Available data:
= Beginning of Section =

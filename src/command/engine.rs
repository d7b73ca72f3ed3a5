//! Command validation and execution.
//!
//! Takes the raw operator text through parse → validate → execute, records
//! the lifecycle on the command, and keeps a bounded in-memory ring of
//! recent commands for observability. Every path yields a
//! [`CommandOutcome`]; errors are reported in the outcome's status rather
//! than thrown to the caller.

use serde_json::{json, Value};
use std::collections::VecDeque;
use std::sync::Arc;
use std::time::Duration;
use thiserror::Error;
use tokio::sync::Mutex;
use tokio_util::sync::CancellationToken;
use tracing::{info, warn};

use crate::bulk::{BulkError, BulkMutator, Selector};
use crate::config::{ConfigError, ConfigStore};
use crate::metrics::MetricsSink;
use crate::service::{ItemService, ServiceError};

use super::{Command, CommandError, CommandId, CommandStatus, Intent};

/// Number of recent commands retained for observability.
const RECENT_CAPACITY: usize = 100;

#[derive(Debug, Error)]
enum ExecError {
    #[error(transparent)]
    Bulk(#[from] BulkError),

    #[error(transparent)]
    Service(#[from] ServiceError),

    #[error(transparent)]
    Config(#[from] ConfigError),

    #[error(transparent)]
    Command(#[from] CommandError),
}

fn required_priority(command: &Command, key: &str) -> Result<crate::item::Priority, ExecError> {
    command
        .get_priority(key)
        .ok_or_else(|| CommandError::MissingParameter(key.to_string()).into())
}

fn required_i64(command: &Command, key: &str) -> Result<i64, ExecError> {
    command
        .get_i64(key)
        .ok_or_else(|| CommandError::MissingParameter(key.to_string()).into())
}

/// What the caller gets back for every submitted command.
#[derive(Debug, Clone)]
pub struct CommandOutcome {
    pub command_id: CommandId,
    pub status: CommandStatus,
    pub result: Option<Value>,
    pub error: Option<String>,
    pub execution_time: Option<Duration>,
}

impl CommandOutcome {
    fn from_command(command: &Command) -> Self {
        Self {
            command_id: command.id,
            status: command.status,
            result: command.result.clone(),
            error: command.error.clone(),
            execution_time: command.execution_time,
        }
    }
}

/// Executes validated commands against the queue, the store, the bulk
/// mutator, and the config store.
pub struct CommandEngine {
    parser: super::Parser,
    service: ItemService,
    bulk: BulkMutator,
    config: Arc<ConfigStore>,
    metrics: Arc<dyn MetricsSink>,
    recent: Mutex<VecDeque<Command>>,
}

impl CommandEngine {
    pub fn new(
        parser: super::Parser,
        service: ItemService,
        bulk: BulkMutator,
        config: Arc<ConfigStore>,
        metrics: Arc<dyn MetricsSink>,
    ) -> Self {
        Self {
            parser,
            service,
            bulk,
            config,
            metrics,
            recent: Mutex::new(VecDeque::with_capacity(RECENT_CAPACITY)),
        }
    }

    /// Parses and executes one operator command. Never returns an error;
    /// failures surface in the outcome's status and error fields.
    pub async fn execute_text(&self, token: &CancellationToken, text: &str) -> CommandOutcome {
        let mut command = match self.parser.parse(text).await {
            Ok(command) => command,
            Err(e) => {
                self.metrics.record_command("unparsed", "invalid");
                warn!(text = text, error = %e, "Command could not be parsed");
                return CommandOutcome {
                    command_id: CommandId::new(),
                    status: CommandStatus::Invalid,
                    result: None,
                    error: Some(e.to_string()),
                    execution_time: None,
                };
            }
        };

        if let Err(e) = validate(&command) {
            command.mark_invalid(e.to_string());
            self.metrics
                .record_command(command.intent.as_str(), command.status.as_str());
            self.remember(command.clone()).await;
            return CommandOutcome::from_command(&command);
        }

        command.start_execution();
        match self.dispatch(token, &command).await {
            Ok(result) => command.complete_execution(result),
            Err(e) => command.fail_execution(e.to_string()),
        }

        self.metrics
            .record_command(command.intent.as_str(), command.status.as_str());
        info!(
            command_id = %command.id,
            intent = %command.intent,
            status = %command.status,
            "Command finished"
        );

        self.remember(command.clone()).await;
        CommandOutcome::from_command(&command)
    }

    /// The most recent commands, newest first.
    pub async fn recent(&self, limit: usize) -> Vec<Command> {
        let recent = self.recent.lock().await;
        recent.iter().rev().take(limit).cloned().collect()
    }

    /// Looks up a recent command by its id string.
    pub async fn find(&self, id: &str) -> Option<Command> {
        let id = CommandId::parse(id).ok()?;
        let recent = self.recent.lock().await;
        recent.iter().find(|command| command.id == id).cloned()
    }

    async fn remember(&self, command: Command) {
        let mut recent = self.recent.lock().await;
        if recent.len() == RECENT_CAPACITY {
            recent.pop_front();
        }
        recent.push_back(command);
    }

    async fn dispatch(
        &self,
        token: &CancellationToken,
        command: &Command,
    ) -> Result<Value, ExecError> {
        match command.intent {
            Intent::ChangePriorityByGroup => {
                let priority = required_priority(command, "priority")?;
                let group = command
                    .get_str("group")
                    .ok_or(CommandError::MissingParameter("group".to_string()))?
                    .to_string();

                let outcome = self
                    .bulk
                    .rewrite(token, Selector::ByGroup(group.clone()), priority)
                    .await?;

                Ok(json!({
                    "itemsModified": outcome.affected,
                    "queueUpdateFailures": outcome.queue_update_failures,
                    "group": group,
                    "newPriority": priority.level(),
                    "message": format!(
                        "Updated priority to {} for {} items in the {} group",
                        priority, outcome.affected, group
                    ),
                }))
            }

            Intent::ChangePriorityByAge => {
                let priority = required_priority(command, "priority")?;
                let minutes = required_i64(command, "minutes")?;

                let outcome = self
                    .bulk
                    .rewrite(
                        token,
                        Selector::ByAge(Duration::from_secs(minutes as u64 * 60)),
                        priority,
                    )
                    .await?;

                Ok(json!({
                    "itemsModified": outcome.affected,
                    "queueUpdateFailures": outcome.queue_update_failures,
                    "olderThanMinutes": minutes,
                    "newPriority": priority.level(),
                    "message": format!(
                        "Updated priority to {} for {} items older than {} minutes",
                        priority, outcome.affected, minutes
                    ),
                }))
            }

            Intent::ShowNext => {
                let count = required_i64(command, "count")? as usize;
                let entries = self.service.next_items(token, count).await?;

                let listing: Vec<Value> = entries
                    .iter()
                    .enumerate()
                    .map(|(index, entry)| {
                        json!({
                            "itemId": entry.id.to_string(),
                            "priority": entry.priority.level(),
                            "position": index + 1,
                        })
                    })
                    .collect();

                Ok(json!({
                    "nextItems": listing,
                    "count": entries.len(),
                    "message": format!("Next {} items to be processed", entries.len()),
                }))
            }

            Intent::QueueDistribution => {
                let stats = self.service.queue_stats(token).await?;

                let mut distribution = serde_json::Map::new();
                for (priority, count) in &stats.distribution {
                    distribution.insert(format!("priority_{}", priority), json!(count));
                }

                Ok(json!({
                    "distribution": distribution,
                    "total": stats.total,
                    "message": format!(
                        "Current queue has {} items across all priorities",
                        stats.total
                    ),
                }))
            }

            Intent::WaitingItems => {
                let minutes = required_i64(command, "minutes")?;
                let items = self
                    .service
                    .waiting_items(token, Duration::from_secs(minutes as u64 * 60))
                    .await?;

                let listing: Vec<Value> = items
                    .iter()
                    .map(|item| {
                        json!({
                            "itemId": item.id.to_string(),
                            "title": item.title,
                            "group": item.group,
                            "priority": item.priority.level(),
                            "status": item.status.as_str(),
                            "waitTimeSeconds": item.wait_time().as_secs(),
                        })
                    })
                    .collect();

                Ok(json!({
                    "waitingItems": listing,
                    "count": items.len(),
                    "waitTimeMinutes": minutes,
                    "message": format!(
                        "Found {} items waiting longer than {} minutes",
                        items.len(),
                        minutes
                    ),
                }))
            }

            Intent::EnableStarvationMode => {
                // "Starvation mode" means starvation is permitted: the
                // anti-starvation daemon is turned OFF.
                self.config.set_anti_starvation(false).await?;

                Ok(json!({
                    "starvationMode": "enabled",
                    "message": "Anti-starvation mechanism has been disabled (starvation mode enabled)",
                    "warning": "Low-priority items may now wait indefinitely",
                }))
            }

            Intent::SetMaxWait => {
                let seconds = required_i64(command, "seconds")? as u64;
                self.config
                    .set_max_wait(Duration::from_secs(seconds))
                    .await?;

                Ok(json!({
                    "maxWaitSeconds": seconds,
                    "message": format!("Maximum wait time updated to {} seconds", seconds),
                }))
            }
        }
    }
}

/// Checks that a command carries the parameters its intent requires.
fn validate(command: &Command) -> Result<(), CommandError> {
    let require_priority = |key: &str| -> Result<(), CommandError> {
        match command.parameters.get(key) {
            None => Err(CommandError::MissingParameter(key.to_string())),
            Some(_) => match command.get_priority(key) {
                Some(_) => Ok(()),
                None => Err(CommandError::InvalidParameter {
                    name: key.to_string(),
                    reason: "must be an integer between 1 and 5".to_string(),
                }),
            },
        }
    };

    let require_int = |key: &str, minimum: i64| -> Result<(), CommandError> {
        match command.parameters.get(key) {
            None => Err(CommandError::MissingParameter(key.to_string())),
            Some(_) => match command.get_i64(key) {
                Some(value) if value >= minimum => Ok(()),
                Some(_) => Err(CommandError::InvalidParameter {
                    name: key.to_string(),
                    reason: format!("must be an integer >= {minimum}"),
                }),
                None => Err(CommandError::InvalidParameter {
                    name: key.to_string(),
                    reason: "must be an integer".to_string(),
                }),
            },
        }
    };

    match command.intent {
        Intent::ChangePriorityByGroup => {
            require_priority("priority")?;
            match command.get_str("group") {
                Some(group) if !group.is_empty() => Ok(()),
                Some(_) => Err(CommandError::InvalidParameter {
                    name: "group".to_string(),
                    reason: "must be a non-empty string".to_string(),
                }),
                None => Err(CommandError::MissingParameter("group".to_string())),
            }
        }
        Intent::ChangePriorityByAge => {
            require_priority("priority")?;
            require_int("minutes", 0)
        }
        Intent::ShowNext => require_int("count", 1),
        Intent::QueueDistribution => Ok(()),
        Intent::WaitingItems => require_int("minutes", 0),
        Intent::EnableStarvationMode => Ok(()),
        Intent::SetMaxWait => require_int("seconds", 1),
    }
}
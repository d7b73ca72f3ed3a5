//! Application service for item intake and queue queries.
//!
//! The operations an HTTP surface would call: submit an item (persist then
//! index), read an item's status with its live queue position, and the
//! read-only queue queries the command engine reuses.

use chrono::{DateTime, Utc};
use serde::Serialize;
use std::collections::BTreeMap;
use std::sync::Arc;
use std::time::Duration;
use thiserror::Error;
use tokio_util::sync::CancellationToken;
use tracing::{debug, warn};

use crate::item::{Item, ItemError, ItemId, ItemStatus, ItemStore, Priority, StoreError};
use crate::metrics::MetricsSink;
use crate::queue::{PriorityQueue, QueueEntry, QueueError};

/// Rough per-position processing estimate used for the submit response.
const PER_POSITION_ESTIMATE: Duration = Duration::from_secs(3);

/// Default wait threshold for items that do not declare one.
const DEFAULT_MAX_WAIT: Duration = Duration::from_secs(300);

/// Errors surfaced by the item service.
#[derive(Debug, Error)]
pub enum ServiceError {
    #[error(transparent)]
    Item(#[from] ItemError),

    #[error(transparent)]
    Store(#[from] StoreError),

    #[error(transparent)]
    Queue(#[from] QueueError),
}

/// Request to submit a new item.
#[derive(Debug, Clone)]
pub struct SubmitRequest {
    pub title: String,
    pub group: String,
    pub audience: Vec<String>,
    /// Defaults to NORMAL when absent.
    pub priority: Option<i64>,
    /// Defaults to 300 seconds when absent.
    pub max_wait_seconds: Option<u64>,
}

/// Response for a submitted item.
#[derive(Debug, Clone, Serialize)]
pub struct SubmitResponse {
    pub id: ItemId,
    pub status: ItemStatus,
    pub priority: Priority,
    /// 1-indexed queue position; absent when the position lookup failed.
    pub position: Option<u64>,
    pub estimated_process_time: DateTime<Utc>,
}

/// Full status view of an item.
#[derive(Debug, Clone, Serialize)]
pub struct ItemStatusView {
    pub id: ItemId,
    pub title: String,
    pub group: String,
    pub status: ItemStatus,
    pub priority: Priority,
    /// Present only while the item is queued.
    pub position: Option<u64>,
    pub wait_time_seconds: u64,
    pub created_at: DateTime<Utc>,
    pub processed_at: Option<DateTime<Utc>>,
}

/// Aggregate queue statistics.
#[derive(Debug, Clone, Serialize)]
pub struct QueueStats {
    pub total: u64,
    pub distribution: BTreeMap<Priority, u64>,
}

/// Coordinates the item store and the priority queue for producer-facing
/// operations.
#[derive(Clone)]
pub struct ItemService {
    store: Arc<dyn ItemStore>,
    queue: PriorityQueue,
    metrics: Arc<dyn MetricsSink>,
}

impl ItemService {
    pub fn new(
        store: Arc<dyn ItemStore>,
        queue: PriorityQueue,
        metrics: Arc<dyn MetricsSink>,
    ) -> Self {
        Self {
            store,
            queue,
            metrics,
        }
    }

    /// Creates an item, persists it, and indexes it in the queue.
    pub async fn submit(
        &self,
        token: &CancellationToken,
        request: SubmitRequest,
    ) -> Result<SubmitResponse, ServiceError> {
        let priority = match request.priority {
            Some(value) => Priority::new(value)?,
            None => Priority::NORMAL,
        };
        let max_wait = request
            .max_wait_seconds
            .map(Duration::from_secs)
            .unwrap_or(DEFAULT_MAX_WAIT);

        let item = Item::new(
            request.title,
            request.group,
            request.audience,
            priority,
            max_wait,
        )?;

        self.store.save(&item).await?;
        self.queue.enqueue(token, item.id, item.priority).await?;
        self.metrics.record_enqueued(priority.level());

        // Position is best-effort; losing the lookup does not fail the
        // submit.
        let position = match self.queue.position(token, item.id).await {
            Ok(position) => Some(position),
            Err(QueueError::Cancelled) => return Err(QueueError::Cancelled.into()),
            Err(e) => {
                warn!(item_id = %item.id, error = %e, "Queue position lookup failed");
                None
            }
        };

        let ahead = position.unwrap_or(1);
        let estimated_process_time =
            Utc::now() + chrono::Duration::seconds((ahead * PER_POSITION_ESTIMATE.as_secs()) as i64);

        debug!(item_id = %item.id, priority = %priority, position = ?position, "Item submitted");

        Ok(SubmitResponse {
            id: item.id,
            status: item.status,
            priority: item.priority,
            position,
            estimated_process_time,
        })
    }

    /// Returns the full status view for an item, including its queue
    /// position while it is still queued.
    pub async fn item_status(
        &self,
        token: &CancellationToken,
        id: ItemId,
    ) -> Result<ItemStatusView, ServiceError> {
        let item = self.store.find(id).await?;

        let position = if item.status == ItemStatus::Queued {
            self.queue.position(token, id).await.ok()
        } else {
            None
        };

        Ok(ItemStatusView {
            id: item.id,
            title: item.title.clone(),
            group: item.group.clone(),
            status: item.status,
            priority: item.priority,
            position,
            wait_time_seconds: item.wait_time().as_secs(),
            created_at: item.created_at,
            processed_at: item.processed_at,
        })
    }

    /// Total queue size plus the per-priority distribution.
    pub async fn queue_stats(&self, token: &CancellationToken) -> Result<QueueStats, ServiceError> {
        let total = self.queue.len(token).await?;
        let distribution = self.queue.size_by_priority(token).await?;
        self.metrics.update_queue_depth(total);
        Ok(QueueStats {
            total,
            distribution,
        })
    }

    /// The next `count` entries in dispatch order, non-destructive.
    pub async fn next_items(
        &self,
        token: &CancellationToken,
        count: usize,
    ) -> Result<Vec<QueueEntry>, ServiceError> {
        Ok(self.queue.peek_next(token, count).await?)
    }

    /// Items that have been in the system longer than `min_wait`.
    pub async fn waiting_items(
        &self,
        _token: &CancellationToken,
        min_wait: Duration,
    ) -> Result<Vec<Item>, ServiceError> {
        let threshold =
            Utc::now() - chrono::Duration::from_std(min_wait).unwrap_or(chrono::Duration::zero());
        Ok(self.store.find_older_than(threshold).await?)
    }
}
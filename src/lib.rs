//! adqueue: distributed priority queue for asynchronous ad processing.
//!
//! Producers submit items with a declared priority; a pool of workers
//! drains the queue concurrently with FIFO ordering inside each priority
//! level, an anti-starvation daemon eventually elevates long-waiting
//! low-priority items, and a natural-language control surface mutates the
//! live queue in bulk.

pub mod bulk;
pub mod cli;
pub mod command;
pub mod config;
pub mod item;
pub mod metrics;
pub mod queue;
pub mod service;
pub mod worker;

// Re-export the types most callers need.
pub use bulk::{BulkMutator, RewriteOutcome, Selector};
pub use command::{CommandEngine, CommandOutcome};
pub use config::{AppConfig, ConfigStore, QueueSettings};
pub use item::{Item, ItemId, ItemStatus, ItemStore, Priority};
pub use queue::{PriorityQueue, QueueEntry, StarvationDaemon};
pub use service::ItemService;
pub use worker::WorkerPool;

= End of Section =

Prompt: From the entries above, copy every line containing the word "reason".

Response to the task:
                    reason: "must be an integer between 1 and 5".to_string(),
                    reason: format!("must be an integer >= {minimum}"),
                    reason: "must be an integer".to_string(),
                    reason: "must be a non-empty string".to_string(),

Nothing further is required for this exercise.